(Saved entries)
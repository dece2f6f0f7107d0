use crate::{
    accessibility::{Accessibility, effective_accessibility},
    descriptor::MemberDescriptor,
    error::DescriptorError,
    ident::allocate_unique,
    library::LibraryTypes,
    source::{
        AttributeArgument, Capability, Constructor, SemanticSource, TypeHandle, TypeParameter,
    },
};
use serde::Serialize;

///
/// BaseType
/// Enum types report their underlying representation instead of a base.
///

#[derive(Clone, Copy, Debug, Eq, PartialEq, Serialize)]
pub enum BaseType {
    EnumUnderlying(TypeHandle),
    Declared(TypeHandle),
    None,
}

impl BaseType {
    #[must_use]
    pub const fn handle(self) -> Option<TypeHandle> {
        match self {
            Self::EnumUnderlying(ty) | Self::Declared(ty) => Some(ty),
            Self::None => None,
        }
    }
}

///
/// TypeDescriptor
///
/// Every fact the emitter needs about one serializable type. Built once by
/// [`TypeDescriptor::build`] and immutable afterwards.
///

#[derive(Clone, Debug, Serialize)]
pub struct TypeDescriptor {
    underlying_type: TypeHandle,
    name: String,
    namespace: String,
    generated_namespace: String,
    type_syntax: String,
    accessibility: Accessibility,
    type_parameters: Vec<(String, TypeParameter)>,
    is_value_type: bool,
    is_sealed: bool,
    is_enum: bool,
    is_generic: bool,
    is_partial: bool,
    base_type: BaseType,
    has_complex_base_type: bool,
    members: Vec<MemberDescriptor>,
    serialization_hooks: Vec<TypeHandle>,
    is_empty_constructable: bool,
    use_activator: bool,
    track_references: bool,
    omit_default_member_values: bool,
    is_immutable: bool,
}

impl TypeDescriptor {
    /// Derive the descriptor for `ty`. `members` are stored as given.
    pub fn build(
        source: &dyn SemanticSource,
        library: &LibraryTypes,
        ty: TypeHandle,
        members: Vec<MemberDescriptor>,
    ) -> Result<Self, DescriptorError> {
        let type_syntax = source.display_name(ty);
        let serialization_hooks = serialization_hooks(source, ty, &type_syntax)?;

        let parameters = source.type_parameters(ty);
        let names = allocate_unique(
            &parameters
                .iter()
                .map(|p| p.name.as_str())
                .collect::<Vec<_>>(),
        );
        let type_parameters = names.into_iter().zip(parameters).collect();

        let is_value_type = source.is_value_type(ty);
        let base_type = match (source.enum_underlying_type(ty), source.base_type(ty)) {
            (Some(underlying), _) => BaseType::EnumUnderlying(underlying),
            (None, Some(base)) => BaseType::Declared(base),
            (None, None) => BaseType::None,
        };
        let has_complex_base_type = !is_value_type
            && matches!(base_type, BaseType::Declared(base) if !source.is_root_object(base));
        let is_enum = matches!(base_type, BaseType::EnumUnderlying(_));

        let is_empty_constructable = is_empty_constructable(&source.constructors(ty));
        let use_activator =
            source.has_capability(ty, Capability::UseActivator) || !is_empty_constructable;
        let track_references =
            !is_value_type && !source.has_capability(ty, Capability::SuppressReferenceTracking);
        let is_immutable = is_enum || source.has_any_capability(ty, Capability::IMMUTABLE);

        let namespace = source.namespace_and_nesting(ty);
        let generated_namespace = library.generated_namespace(&namespace);

        let descriptor = Self {
            underlying_type: ty,
            name: source.name(ty),
            namespace,
            generated_namespace,
            type_syntax,
            accessibility: effective_accessibility(source, ty),
            type_parameters,
            is_value_type,
            is_sealed: source.is_sealed(ty),
            is_enum,
            is_generic: source.is_generic(ty),
            is_partial: source.is_partial(ty),
            base_type,
            has_complex_base_type,
            members,
            serialization_hooks,
            is_empty_constructable,
            use_activator,
            track_references,
            omit_default_member_values: source
                .has_capability(ty, Capability::OmitDefaultMemberValues),
            is_immutable,
        };

        tracing::debug!(
            ty = %descriptor.type_syntax,
            accessibility = %descriptor.accessibility,
            use_activator,
            track_references,
            is_immutable,
            "built type descriptor"
        );

        Ok(descriptor)
    }

    #[must_use]
    pub const fn underlying_type(&self) -> TypeHandle {
        self.underlying_type
    }

    #[must_use]
    pub fn name(&self) -> &str {
        &self.name
    }

    /// Namespace and nesting path of the type.
    #[must_use]
    pub fn namespace(&self) -> &str {
        &self.namespace
    }

    #[must_use]
    pub fn generated_namespace(&self) -> &str {
        &self.generated_namespace
    }

    /// Display projection of the type, computed once at build time.
    #[must_use]
    pub fn type_syntax(&self) -> &str {
        &self.type_syntax
    }

    #[must_use]
    pub const fn accessibility(&self) -> Accessibility {
        self.accessibility
    }

    /// Generated name paired with each original parameter, flattened.
    #[must_use]
    pub fn type_parameters(&self) -> &[(String, TypeParameter)] {
        &self.type_parameters
    }

    #[must_use]
    pub const fn is_value_type(&self) -> bool {
        self.is_value_type
    }

    #[must_use]
    pub const fn is_sealed(&self) -> bool {
        self.is_sealed
    }

    #[must_use]
    pub const fn is_enum(&self) -> bool {
        self.is_enum
    }

    #[must_use]
    pub const fn is_generic(&self) -> bool {
        self.is_generic
    }

    /// Whether generated members may be added to the type directly.
    #[must_use]
    pub const fn is_partial(&self) -> bool {
        self.is_partial
    }

    #[must_use]
    pub const fn base_type(&self) -> BaseType {
        self.base_type
    }

    #[must_use]
    pub const fn has_complex_base_type(&self) -> bool {
        self.has_complex_base_type
    }

    #[must_use]
    pub fn members(&self) -> &[MemberDescriptor] {
        &self.members
    }

    #[must_use]
    pub fn serialization_hooks(&self) -> &[TypeHandle] {
        &self.serialization_hooks
    }

    #[must_use]
    pub const fn is_empty_constructable(&self) -> bool {
        self.is_empty_constructable
    }

    #[must_use]
    pub const fn use_activator(&self) -> bool {
        self.use_activator
    }

    #[must_use]
    pub const fn track_references(&self) -> bool {
        self.track_references
    }

    #[must_use]
    pub const fn omit_default_member_values(&self) -> bool {
        self.omit_default_member_values
    }

    #[must_use]
    pub const fn is_immutable(&self) -> bool {
        self.is_immutable
    }
}

/// A type is empty-constructable when it declares no constructors at all, or
/// when one of its zero-argument constructors is public.
#[must_use]
pub fn is_empty_constructable(constructors: &[Constructor]) -> bool {
    constructors.is_empty()
        || constructors
            .iter()
            .any(|c| c.parameter_count == 0 && c.accessibility.is_public())
}

// each SerializationCallbacks application must name its hook type first
fn serialization_hooks(
    source: &dyn SemanticSource,
    ty: TypeHandle,
    subject: &str,
) -> Result<Vec<TypeHandle>, DescriptorError> {
    source
        .capability_arguments(ty, Capability::SerializationCallbacks)
        .into_iter()
        .enumerate()
        .map(|(index, args)| match args.first() {
            Some(AttributeArgument::Type(hook)) => Ok(*hook),
            Some(other) => Err(DescriptorError::malformed_capability(
                subject,
                Capability::SerializationCallbacks,
                format!("declaration #{index} expects a hook type argument, found {other:?}"),
            )),
            None => Err(DescriptorError::malformed_capability(
                subject,
                Capability::SerializationCallbacks,
                format!("declaration #{index} is missing its hook type argument"),
            )),
        })
        .collect()
}

///
/// TESTS
///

= About this exercise =
Each line of the data that contains "format" belongs in the answer.

= Output for this exercise =
                format!("declaration #{index} expects a hook type argument, found {other:?}"),
                format!("declaration #{index} is missing its hook type argument"),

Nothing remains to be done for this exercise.